Венгерская армия на пути советизации. Начало 1950-х годов
Если в первые послевоенные годы в Имре Наде сосуществовали и драматически противоборствовали коммунист-интернационалист и защитник интересов венгерского крестьянства, то в октябре 1956 года он предстает еще в одной ипостаси – как венгерский патриот. Впрочем, этот поворот был вполне подготовлен всей его предшествующей духовной эволюцией. В 1955 году в своих записках, адресованных партийному руководству и ставших достоянием публики позже, он радикально пересмотрел некоторые сталинские догмы. Особенно те, где дело касалось характера отношений между социалистическими странами: неизменная чувствительность Надя к национальной специфике логически приводила его к требованиям большего равноправия в советско-венгерских отношениях. В дни октября 1956 года он шел дальше. Если незадолго до начала решающих событий в беседах с единомышленниками он принципиально отвергал многопартийную систему с позиций традиционной коммунистической ортодоксии, то позже, приняв во внимание голос народа, пришел к признанию политического плюрализма, как и правомерности требования о выводе советских войск из Венгрии.

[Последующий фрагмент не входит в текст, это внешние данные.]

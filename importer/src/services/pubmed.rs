//! PubMed E-utilities connector

use std::time::Duration;

use chrono::NaiveDate;
use reqwest::StatusCode;
use shared::{FetchOutcome, JournalId, SourceId};
use url::Url;

use super::pubmed_xml;
use super::retry::retry_with_backoff;
use crate::error::{ImportError, ImportResult};
use crate::traits::RecordSource;

/// Upper bound on identifiers returned by one modification-date search
const ESEARCH_RETMAX: &str = "50000000";

const REQUEST_TIMEOUT: Duration = Duration::from_secs(120);

/// Real implementation of RecordSource against NCBI E-utilities
pub struct RealPubmedSource {
    client: reqwest::Client,
    base_url: String,
    api_key: Option<String>,
    retry_max_wait: Duration,
}

impl RealPubmedSource {
    /// Create a connector for the given E-utilities base URL
    ///
    /// # Parameters
    /// - `base_url`: E-utilities root, e.g. `https://eutils.ncbi.nlm.nih.gov/entrez/eutils`
    /// - `api_key`: optional NCBI key, raises the request rate limit
    /// - `retry_max_wait`: how long transient failures are retried
    pub fn new(base_url: &Url, api_key: Option<String>, retry_max_wait: Duration) -> ImportResult<Self> {
        let client = reqwest::Client::builder()
            .timeout(REQUEST_TIMEOUT)
            .user_agent(concat!("ebms-importer/", env!("CARGO_PKG_VERSION")))
            .build()?;

        Ok(Self {
            client,
            base_url: base_url.as_str().trim_end_matches('/').to_string(),
            api_key,
            retry_max_wait,
        })
    }

    fn endpoint(&self, utility: &str) -> String {
        format!("{}/{utility}", self.base_url)
    }

    fn with_key<'a>(&'a self, mut params: Vec<(&'a str, String)>) -> Vec<(&'a str, String)> {
        if let Some(key) = &self.api_key {
            params.push(("api_key", key.clone()));
        }
        params
    }

    /// Turn a non-success status into an error, marking throttling and
    /// server faults as worth retrying
    async fn body(response: reqwest::Response) -> ImportResult<String> {
        let status = response.status();
        if status.is_success() {
            return Ok(response.text().await?);
        }
        let transient = status == StatusCode::TOO_MANY_REQUESTS || status.is_server_error();
        Err(ImportError::SourceError { message: format!("E-utilities returned {status}"), transient })
    }

    async fn efetch(&self, ids: &[SourceId]) -> ImportResult<String> {
        let id_list = ids.iter().map(SourceId::as_str).collect::<Vec<_>>().join(",");
        let params = self.with_key(vec![
            ("db", "pubmed".to_string()),
            ("rettype", "medline".to_string()),
            ("retmode", "xml".to_string()),
            ("id", id_list),
        ]);
        let response = self.client.post(self.endpoint("efetch.fcgi")).form(&params).send().await?;
        Self::body(response).await
    }

    async fn esearch(&self, term: &str) -> ImportResult<String> {
        let params = self.with_key(vec![
            ("db", "pubmed".to_string()),
            ("retmax", ESEARCH_RETMAX.to_string()),
            ("term", term.to_string()),
        ]);
        let response = self.client.get(self.endpoint("esearch.fcgi")).query(&params).send().await?;
        Self::body(response).await
    }
}

#[async_trait::async_trait]
impl RecordSource for RealPubmedSource {
    async fn fetch(&self, ids: &[SourceId]) -> ImportResult<Vec<FetchOutcome>> {
        if ids.is_empty() {
            return Ok(Vec::new());
        }
        tracing::debug!(count = ids.len(), "Fetching PubMed records");
        let xml = retry_with_backoff("efetch", self.retry_max_wait, || self.efetch(ids)).await?;
        pubmed_xml::parse_efetch(&xml)
    }

    async fn journal_of(&self, id: &SourceId) -> ImportResult<Option<JournalId>> {
        let outcomes = self.fetch(std::slice::from_ref(id)).await?;
        Ok(outcomes.into_iter().find_map(|outcome| match outcome {
            FetchOutcome::Found(record) if &record.source_id == id => record.metadata.journal_id,
            _ => None,
        }))
    }

    async fn modified_on(&self, day: NaiveDate) -> ImportResult<Vec<SourceId>> {
        let term = format!("{}[MDAT]", day.format("%Y/%m/%d"));
        let xml = retry_with_backoff("esearch", self.retry_max_wait, || self.esearch(&term)).await?;
        let ids = pubmed_xml::parse_esearch(&xml)?;
        tracing::debug!(%day, count = ids.len(), "PubMed modification search");
        Ok(ids)
    }
}
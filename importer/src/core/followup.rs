//! Related-article follow-up collection

use std::collections::HashSet;

use shared::{NormalizedRecord, SourceId};

/// Gathers identifiers of corrections and retractions to import in a later batch
pub struct FollowupCollector {
    requested: HashSet<SourceId>,
    ids: Vec<SourceId>,
}

impl FollowupCollector {
    /// Identifiers requested by the current batch never become follow-ups
    pub fn new(requested: &[SourceId]) -> Self {
        Self { requested: requested.iter().cloned().collect(), ids: Vec::new() }
    }

    /// Correction/retraction counterparts of `record` not yet requested or collected
    pub fn candidates<'r>(&self, record: &'r NormalizedRecord) -> Vec<&'r SourceId> {
        let mut seen = HashSet::new();
        record
            .related
            .iter()
            .filter(|r| r.relation.is_correction_or_retraction())
            .map(|r| &r.source_id)
            .filter(|id| *id != &record.source_id)
            .filter(|id| !self.requested.contains(*id) && !self.ids.contains(*id))
            .filter(|id| seen.insert(*id))
            .collect()
    }

    /// Record a confirmed follow-up; returns false if it was already known
    pub fn add(&mut self, id: SourceId) -> bool {
        if self.requested.contains(&id) || self.ids.contains(&id) {
            return false;
        }
        self.ids.push(id);
        true
    }

    pub fn len(&self) -> usize {
        self.ids.len()
    }

    pub fn is_empty(&self) -> bool {
        self.ids.is_empty()
    }

    /// Follow-ups in first-seen order
    pub fn into_ids(self) -> Vec<SourceId> {
        self.ids
    }
}
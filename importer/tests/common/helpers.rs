//! Test helpers and builder patterns for importer tests
//!
//! `OrchestratorBuilder` wires an orchestrator entirely from mocks for unit
//! tests; `TestHelpers` pairs a scripted record source with a real in-memory
//! store for end-to-end batch tests.

use std::sync::atomic::{AtomicU64, Ordering};
use std::sync::Arc;
use std::time::Duration;

use importer::services::RealArticleStore;
use importer::traits::{MockArticleRepository, MockJournalRegistry, MockRecordSource, MockStateLedger};
use importer::{BatchOrchestrator, FetchSettings, StateLedger};
use shared::{ArticleId, FetchOutcome, ImportRequest, NormalizedRecord, SourceId, StatusCode, TopicId};

use super::fixtures::TestFixtures;

/// Type alias for test orchestrator with all mocks
pub type TestOrchestrator =
    BatchOrchestrator<MockRecordSource, MockArticleRepository, MockStateLedger, MockJournalRegistry>;

/// Scripted source in front of the real store
pub type StoreOrchestrator = BatchOrchestrator<MockRecordSource, RealArticleStore, RealArticleStore, RealArticleStore>;

/// Builder pattern for creating test orchestrators from mocks
///
/// Only the ledger and registry get permissive defaults; the source and the
/// repository are left bare so each test states exactly what it expects.
pub struct OrchestratorBuilder {
    source: MockRecordSource,
    repository: MockArticleRepository,
    ledger: MockStateLedger,
    registry: MockJournalRegistry,
    settings: FetchSettings,
}

impl OrchestratorBuilder {
    pub fn new() -> Self {
        let mut ledger = MockStateLedger::new();
        let mut registry = MockJournalRegistry::new();

        ledger.expect_topic().returning(|_, _| Ok(None)).times(0..);
        ledger.expect_current_state().returning(|_, _| Ok(None)).times(0..);

        registry.expect_is_excluded().returning(|_, _, _| Ok(false)).times(0..);
        registry.expect_is_core().returning(|_, _| Ok(false)).times(0..);

        Self {
            source: MockRecordSource::new(),
            repository: MockArticleRepository::new(),
            ledger,
            registry,
            settings: TestHelpers::fast_settings(),
        }
    }

    pub fn with_settings(mut self, settings: FetchSettings) -> Self {
        self.settings = settings;
        self
    }

    /// Configure the record source mock with a setup function
    pub fn with_source<F>(mut self, setup: F) -> Self
    where
        F: FnOnce(&mut MockRecordSource),
    {
        setup(&mut self.source);
        self
    }

    /// Configure the article repository mock with a setup function
    pub fn with_repository<F>(mut self, setup: F) -> Self
    where
        F: FnOnce(&mut MockArticleRepository),
    {
        setup(&mut self.repository);
        self
    }

    /// Repository that holds nothing and accepts every write
    pub fn with_empty_repository(self) -> Self {
        self.with_repository(|repository| {
            let next = AtomicU64::new(0);
            repository.expect_find_by_source_id().returning(|_| Ok(None)).times(0..);
            repository.expect_topics_for().returning(|_| Ok(Vec::new())).times(0..);
            repository
                .expect_commit()
                .returning(move |_| Ok(ArticleId::new(next.fetch_add(1, Ordering::SeqCst) + 1)))
                .times(0..);
            repository.expect_record_batch().returning(|_| Ok(())).times(0..);
        })
    }

    /// Build the orchestrator with all configured mocks
    pub fn build(self) -> TestOrchestrator {
        BatchOrchestrator::new(
            Arc::new(self.source),
            Arc::new(self.repository),
            Arc::new(self.ledger),
            Arc::new(self.registry),
        )
        .with_fetch_settings(self.settings)
    }
}

impl Default for OrchestratorBuilder {
    fn default() -> Self {
        Self::new()
    }
}

/// Helper functions for common test operations
pub struct TestHelpers;

impl TestHelpers {
    /// No pause between chunks and a short retry budget
    pub fn fast_settings() -> FetchSettings {
        FetchSettings {
            chunk_size: 100,
            chunk_pause: Duration::ZERO,
            concurrency: 1,
            retry_max_wait: Duration::from_millis(50),
        }
    }

    /// Source that answers every fetch from `records`, in the order asked
    pub fn source_serving(records: Vec<NormalizedRecord>) -> MockRecordSource {
        let mut source = MockRecordSource::new();
        let served = records.clone();
        source
            .expect_fetch()
            .returning(move |ids: &[SourceId]| {
                Ok(ids
                    .iter()
                    .filter_map(|id| served.iter().find(|r| &r.source_id == id))
                    .cloned()
                    .map(FetchOutcome::Found)
                    .collect())
            })
            .times(0..);
        source
            .expect_journal_of()
            .returning(move |id: &SourceId| {
                Ok(records.iter().find(|r| &r.source_id == id).and_then(|r| r.metadata.journal_id.clone()))
            })
            .times(0..);
        source.expect_modified_on().returning(|_| Ok(Vec::new())).times(0..);
        source
    }

    /// In-memory store with the standard boards and journals registered
    ///
    /// JCO is core for the follow-up board; the predatory journal is excluded
    /// for that board from January 2020.
    pub async fn seeded_store() -> Arc<RealArticleStore> {
        let store = Arc::new(RealArticleStore::in_memory());
        store.add_board(TestFixtures::board(), "Adult Treatment", true).await.unwrap();
        store.add_board(TestFixtures::quiet_board(), "Pediatric Treatment", false).await.unwrap();
        store.add_journal(TestFixtures::jco(), "Journal of clinical oncology").await.unwrap();
        store.add_journal(TestFixtures::lancet_oncology(), "The Lancet. Oncology").await.unwrap();
        store.add_journal(TestFixtures::predatory(), "International Journal of Everything").await.unwrap();
        store.set_core(&TestFixtures::jco(), TestFixtures::board()).await.unwrap();
        store.set_core(&TestFixtures::jco(), TestFixtures::quiet_board()).await.unwrap();
        store
            .exclude_journal(
                &TestFixtures::predatory(),
                TestFixtures::board(),
                chrono::NaiveDate::from_ymd_opt(2020, 1, 1).unwrap(),
                Some(TestFixtures::user()),
            )
            .await
            .unwrap();
        store
    }

    pub fn store_orchestrator(source: MockRecordSource, store: &Arc<RealArticleStore>) -> StoreOrchestrator {
        BatchOrchestrator::new(Arc::new(source), store.clone(), store.clone(), store.clone())
            .with_fetch_settings(Self::fast_settings())
    }

    /// Regular import of `ids` for the standard board, topic and cycle
    pub fn topic_request(ids: &[&str]) -> ImportRequest {
        let mut request = ImportRequest::for_topic(
            TestFixtures::ids(ids),
            TestFixtures::board(),
            TestFixtures::topic(),
            TestFixtures::cycle(),
        );
        request.user = Some(TestFixtures::user());
        request
    }

    /// Status codes of an article's history for a topic, oldest first
    pub async fn history(store: &RealArticleStore, source_id: &str, topic: TopicId) -> Vec<StatusCode> {
        let article = store.article(&TestFixtures::id(source_id)).await.unwrap().expect("article is stored");
        let Some(pairing) = store.topic(article.id, topic).await.unwrap() else {
            return Vec::new();
        };
        store.history(pairing.id).await.unwrap().iter().map(|s| s.value.code()).collect()
    }

    /// Status of the single current state, checking there is exactly one
    pub async fn current(store: &RealArticleStore, source_id: &str, topic: TopicId) -> Option<StatusCode> {
        let article = store.article(&TestFixtures::id(source_id)).await.unwrap()?;
        let pairing = store.topic(article.id, topic).await.unwrap()?;
        let history = store.history(pairing.id).await.unwrap();
        let current: Vec<_> = history.iter().filter(|s| s.current).collect();
        assert_eq!(current.len(), 1, "exactly one current state for {source_id}");
        Some(current[0].value.code())
    }
}
//! Ordered action log and batch assembly

use std::collections::HashSet;

use chrono::{DateTime, Utc};
use shared::{Action, ArticleId, Batch, BatchId, Disposition, SourceId};

use super::options::BatchOptions;

/// Append-only record of what happened to each identifier
#[derive(Debug, Default)]
pub struct BatchLog {
    actions: Vec<Action>,
    /// Identifiers with at least one non-error action
    succeeded: HashSet<SourceId>,
    messages: Vec<String>,
}

impl BatchLog {
    pub fn new() -> Self {
        Self::default()
    }

    pub fn record(&mut self, source_id: &SourceId, article_id: Option<ArticleId>, dispositions: &[Disposition]) {
        if dispositions.iter().any(|d| *d != Disposition::Error) {
            self.succeeded.insert(source_id.clone());
        }
        for disposition in dispositions {
            self.actions.push(Action {
                source_id: source_id.clone(),
                article_id,
                disposition: *disposition,
                message: None,
            });
        }
    }

    pub fn error(&mut self, source_id: &SourceId, article_id: Option<ArticleId>, message: impl Into<String>) {
        self.actions.push(Action {
            source_id: source_id.clone(),
            article_id,
            disposition: Disposition::Error,
            message: Some(message.into()),
        });
    }

    /// Batch-level note, e.g. cancellation or a failed batch record
    pub fn note(&mut self, message: impl Into<String>) {
        self.messages.push(message.into());
    }

    pub fn actions(&self) -> &[Action] {
        &self.actions
    }

    /// At least one identifier came through without an error
    pub fn any_succeeded(&self) -> bool {
        !self.succeeded.is_empty()
    }

    pub fn finish(
        self,
        id: BatchId,
        options: &BatchOptions,
        followup_ids: Vec<SourceId>,
        imported: DateTime<Utc>,
    ) -> Batch {
        let success = self.any_succeeded();
        let target = options.target;
        Batch {
            id,
            import_type: options.import_type,
            board: target.map(|t| t.board),
            topic: target.map(|t| t.topic),
            cycle: target.map(|t| t.cycle),
            imported,
            user: options.user,
            not_list_override: options.override_not_list,
            test_mode: options.test_mode,
            requested_ids: options.article_ids.clone(),
            article_count: options.article_ids.len(),
            success,
            actions: self.actions,
            followup_ids,
            comment: options.comment.clone(),
            messages: self.messages,
        }
    }
}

Все прежние попытки примирить большевистско-ленинскую концепцию социализма с национальными интересами, создать социализм, отвечающий не только этим догмам, но и конкретным венгерским условиям, оказались утопическими и были в октябрьские дни, если не отброшены, то на время оставлены. В ситуации, когда надо было делать решительный выбор, венгерский патриотизм возобладал над глубокими коммунистическими убеждениями И. Надя, старый коминтерновец превращался в венгерского национального революционера, последователя традиций 1848 года. Более того, не перестав быть в душе коммунистом, ищущим пути примирения близкой ему идеи с национальными ценностями[120], И. Надь стал для многих на несколько последующих десятилетий (здесь, вероятно, можно сказать: против своей воли) символом антикоммунистического сопротивления в Венгрии, а в конце 1980-х годов антикоммунистических по своему основному содержанию реформ, направленных на смену системы. Существеннее, однако, другое: 28 октября, сделав решительный шаг к сближению с массовым народным движением, И. Надь переступил грань, отделяющую функционера-партийца, исходящего прежде всего из интересов своего движения, от политика общегосударственного, общенационального масштаба.